Ammonium chloride in powder form is used to treat Urinary Calculi. Ammonium chloride can be purchased from Jeffers Livestock Supply (1-800-533-3377) or www.jefferslivestock.com. Mix the following in 20 cc water and orally drench: One (1) teaspoon Ammonium chloride per 75 lbs bodyweight every 12 hours for 2 days, then 1/2 tsp AC per 75 lbs bodyweight every 12 hours for the next 3 days, then 1/2 tsp once a day for 3 days, then 1/4 tsp daily as a preventative. Dosages are based upon 75 lb liveweights. Ammonium chloride burns the throat, so stomach tube it into the goat or mix it with a liquid that will calm the burn (cranberry juice is an option).
The goat must be taken off all grain concentrates and offered only grass hay, fresh green leaves, and water during the treatment regimen. This is not usually a problem since the goat is so sick that it is struggling to live and isn't interested in eating or drinking. Immediate veterinary assistance is highly recommended when Urinary Calculi is suspected.
Very rarely Urinary Calculi may be the result of the mineral content of the water that the goat is drinking. The local county extension office should be able to test the water to determine mineral content. You can easily test the pH of the goats' water supply by purchasing a fish-tank testing kit. The water's pH should be neutral (a pH of 7).

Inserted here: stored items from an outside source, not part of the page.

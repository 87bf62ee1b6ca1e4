use std::path::{Path, PathBuf};
use std::time::Duration;

use clap::Parser;
use serde::Deserialize;
use sqlx::SqlitePool;
use tracing::Level;
use url::Url;
use uuid::Uuid;

use crate::deposit::solana::SolanaConfig;
use crate::deposit::stellar::StellarConfig;
use crate::exchange::ExchangeRoute;
use crate::flow::{FlowDefinition, StepSpec};
use crate::model::{Blockchain, Corridor, CryptoCurrency, FiatCurrency};
use crate::outbox::OutboxPolicy;
use crate::payment::bank_rail::BankRailConfig;
use crate::payment::qr_instant::QrInstantConfig;
use crate::wallet::CustodianConfig;

#[derive(Parser, Debug)]
pub struct Env {
    /// Path to plaintext TOML configuration file
    #[clap(long)]
    pub config: PathBuf,
    /// Path to TOML secrets file
    #[clap(long)]
    pub secrets: PathBuf,
}

/// Non-secret settings deserialized from the plaintext config TOML.
#[derive(Deserialize)]
struct Config {
    database_url: String,
    log_level: Option<LogLevel>,
    server_port: Option<u16>,
    quote_ttl_minutes: Option<i64>,
    expiry_sweep_interval_secs: Option<u64>,
    consumer_poll_interval_ms: Option<u64>,
    outbox: Option<OutboxConfig>,
    webhooks: Option<WebhookUrls>,
    stellar: StellarToml,
    solana: Option<SolanaToml>,
    #[serde(default)]
    exchange_routes: Vec<ExchangeRouteToml>,
    #[serde(default)]
    flows: Vec<FlowToml>,
}

#[derive(Deserialize)]
struct OutboxConfig {
    max_attempts: Option<i64>,
    base_delay_secs: Option<i64>,
    max_delay_secs: Option<i64>,
    poll_interval_secs: Option<u64>,
    report_interval_secs: Option<u64>,
}

#[derive(Deserialize)]
struct WebhookUrls {
    partner_url: Option<Url>,
    user_url: Option<Url>,
}

#[derive(Deserialize)]
struct StellarToml {
    horizon_url: Url,
    deposit_wallet: String,
    usdc_issuer: String,
    poll_interval_secs: Option<u64>,
    reconcile_lookback: Option<i64>,
    reconcile_interval_secs: Option<u64>,
}

#[derive(Deserialize)]
struct SolanaToml {
    rpc_url: Url,
    deposit_wallet: String,
    usdc_mint: String,
}

#[derive(Deserialize)]
struct ExchangeRouteToml {
    blockchain: Blockchain,
    crypto_currency: CryptoCurrency,
    address: String,
}

#[derive(Deserialize)]
struct FlowToml {
    blockchain: Blockchain,
    crypto_currency: CryptoCurrency,
    target_currency: FiatCurrency,
    #[serde(default)]
    fee_bps: i64,
    #[serde(default = "default_true")]
    enabled: bool,
    steps: Vec<StepSpec>,
}

fn default_true() -> bool {
    true
}

/// Secret credentials deserialized from the secrets TOML.
#[derive(Deserialize)]
struct Secrets {
    custodian: CustodianSecrets,
    #[serde(default)]
    payment: Vec<PaymentSecrets>,
    slack_webhook_url: Option<Url>,
}

#[derive(Deserialize)]
struct CustodianSecrets {
    base_url: Url,
    api_key: String,
}

/// Provider type tag and credentials, one `[[payment]]` block per rail.
#[derive(Deserialize)]
#[serde(tag = "type", rename_all = "kebab-case")]
enum PaymentSecrets {
    QrInstant {
        base_url: Url,
        api_key: String,
        #[serde(default = "default_true")]
        enabled: bool,
    },
    BankRail {
        base_url: Url,
        api_key: String,
        #[serde(default = "default_true")]
        enabled: bool,
    },
}

#[derive(Debug, Clone, Copy, Deserialize)]
#[serde(rename_all = "lowercase")]
pub enum LogLevel {
    Trace,
    Debug,
    Info,
    Warn,
    Error,
}

impl From<&LogLevel> for Level {
    fn from(log_level: &LogLevel) -> Self {
        match log_level {
            LogLevel::Trace => Self::TRACE,
            LogLevel::Debug => Self::DEBUG,
            LogLevel::Info => Self::INFO,
            LogLevel::Warn => Self::WARN,
            LogLevel::Error => Self::ERROR,
        }
    }
}

// ===== Runtime types (assembled from Config + Secrets) =====

/// Combined runtime context for the server.
pub struct Ctx {
    pub database_url: String,
    pub log_level: LogLevel,
    pub server_port: u16,
    pub quote_ttl_minutes: i64,
    pub expiry_sweep_interval: Duration,
    pub consumer_poll_interval: Duration,
    pub outbox_policy: OutboxPolicy,
    pub outbox_poll_interval: Duration,
    pub outbox_report_interval: Duration,
    pub partner_webhook_url: Option<Url>,
    pub user_webhook_url: Option<Url>,
    pub slack_webhook_url: Option<Url>,
    pub stellar: StellarCtx,
    pub solana: Option<SolanaConfig>,
    pub custodian: CustodianConfig,
    pub payments: Vec<PaymentProviderCtx>,
    pub exchange_routes: Vec<ExchangeRoute>,
    pub flows: Vec<FlowDefinition>,
}

pub struct StellarCtx {
    pub config: StellarConfig,
    pub poll_interval: Duration,
    pub reconcile_lookback: i64,
    pub reconcile_interval: Duration,
}

/// Runtime payout-provider configuration assembled from `PaymentSecrets`.
pub enum PaymentProviderCtx {
    QrInstant(QrInstantConfig),
    BankRail(BankRailConfig),
}

#[derive(Debug, thiserror::Error)]
pub enum ConfigError {
    #[error("failed to read config file")]
    Io(#[from] std::io::Error),
    #[error("failed to parse TOML")]
    Toml(#[from] toml::de::Error),
}

impl Ctx {
    pub fn load(env: &Env) -> Result<Self, ConfigError> {
        Self::from_files(&env.config, &env.secrets)
    }

    pub fn from_files(config_path: &Path, secrets_path: &Path) -> Result<Self, ConfigError> {
        let config: Config = toml::from_str(&std::fs::read_to_string(config_path)?)?;
        let secrets: Secrets = toml::from_str(&std::fs::read_to_string(secrets_path)?)?;
        Ok(Self::assemble(config, secrets))
    }

    fn assemble(config: Config, secrets: Secrets) -> Self {
        let outbox = config.outbox.unwrap_or(OutboxConfig {
            max_attempts: None,
            base_delay_secs: None,
            max_delay_secs: None,
            poll_interval_secs: None,
            report_interval_secs: None,
        });
        let default_policy = OutboxPolicy::default();
        let webhooks = config.webhooks.unwrap_or(WebhookUrls {
            partner_url: None,
            user_url: None,
        });

        let payments = secrets
            .payment
            .into_iter()
            .map(|provider| match provider {
                PaymentSecrets::QrInstant {
                    base_url,
                    api_key,
                    enabled,
                } => PaymentProviderCtx::QrInstant(QrInstantConfig {
                    base_url,
                    api_key,
                    enabled,
                }),
                PaymentSecrets::BankRail {
                    base_url,
                    api_key,
                    enabled,
                } => PaymentProviderCtx::BankRail(BankRailConfig {
                    base_url,
                    api_key,
                    enabled,
                }),
            })
            .collect();

        let flows = config
            .flows
            .into_iter()
            .map(|flow| FlowDefinition {
                id: Uuid::new_v4(),
                corridor: Corridor {
                    blockchain: flow.blockchain,
                    crypto_currency: flow.crypto_currency,
                    target_currency: flow.target_currency,
                },
                fee_bps: flow.fee_bps,
                enabled: flow.enabled,
                steps: flow.steps,
            })
            .collect();

        Self {
            database_url: config.database_url,
            log_level: config.log_level.unwrap_or(LogLevel::Info),
            server_port: config.server_port.unwrap_or(8080),
            quote_ttl_minutes: config.quote_ttl_minutes.unwrap_or(60),
            expiry_sweep_interval: Duration::from_secs(
                config.expiry_sweep_interval_secs.unwrap_or(60),
            ),
            consumer_poll_interval: Duration::from_millis(
                config.consumer_poll_interval_ms.unwrap_or(500),
            ),
            outbox_policy: OutboxPolicy {
                max_attempts: outbox.max_attempts.unwrap_or(default_policy.max_attempts),
                base_delay_secs: outbox
                    .base_delay_secs
                    .unwrap_or(default_policy.base_delay_secs),
                max_delay_secs: outbox
                    .max_delay_secs
                    .unwrap_or(default_policy.max_delay_secs),
            },
            outbox_poll_interval: Duration::from_secs(outbox.poll_interval_secs.unwrap_or(10)),
            outbox_report_interval: Duration::from_secs(
                outbox.report_interval_secs.unwrap_or(300),
            ),
            partner_webhook_url: webhooks.partner_url,
            user_webhook_url: webhooks.user_url,
            slack_webhook_url: secrets.slack_webhook_url,
            stellar: StellarCtx {
                config: StellarConfig {
                    horizon_url: config.stellar.horizon_url,
                    deposit_wallet: config.stellar.deposit_wallet,
                    usdc_issuer: config.stellar.usdc_issuer,
                },
                poll_interval: Duration::from_secs(
                    config.stellar.poll_interval_secs.unwrap_or(5),
                ),
                reconcile_lookback: config.stellar.reconcile_lookback.unwrap_or(200_000),
                reconcile_interval: Duration::from_secs(
                    config.stellar.reconcile_interval_secs.unwrap_or(300),
                ),
            },
            solana: config.solana.map(|solana| SolanaConfig {
                rpc_url: solana.rpc_url,
                deposit_wallet: solana.deposit_wallet,
                usdc_mint: solana.usdc_mint,
            }),
            custodian: CustodianConfig {
                base_url: secrets.custodian.base_url,
                api_key: secrets.custodian.api_key,
            },
            payments,
            exchange_routes: config
                .exchange_routes
                .into_iter()
                .map(|route| ExchangeRoute {
                    blockchain: route.blockchain,
                    crypto_currency: route.crypto_currency,
                    address: route.address,
                })
                .collect(),
            flows,
        }
    }

    pub async fn get_sqlite_pool(&self) -> Result<SqlitePool, sqlx::Error> {
        let pool = SqlitePool::connect(&self.database_url).await?;

        // WAL allows concurrent readers with the single writer; the busy
        // timeout keeps short write bursts from surfacing as
        // "database is locked".
        sqlx::query("PRAGMA journal_mode = WAL")
            .execute(&pool)
            .await?;
        sqlx::query("PRAGMA busy_timeout = 10000")
            .execute(&pool)
            .await?;

        Ok(pool)
    }
}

The key to avoiding Urinary Calculi is feeding the goat a proper diet. Goat raisers who are experiencing Urinary Calculi in their goats must change their feeding regimens. Carefully read feed labels for proper calcium-to-phosphorus ratios (2-1/2 to 1). While some prepared goat feeds contain ammonium chloride in the formulation, this is no guarantee that Urinary Calculi will be avoided. Offer lots of free-choice forage/browse and good-quality grass hay and reduce the amount of grain concentrates being fed.
As is the case with so many things with raising goats, proper management is the key. Prevention of Urinary Calculi is the best route. Urinary Calculi is difficult to fix and can be chronic.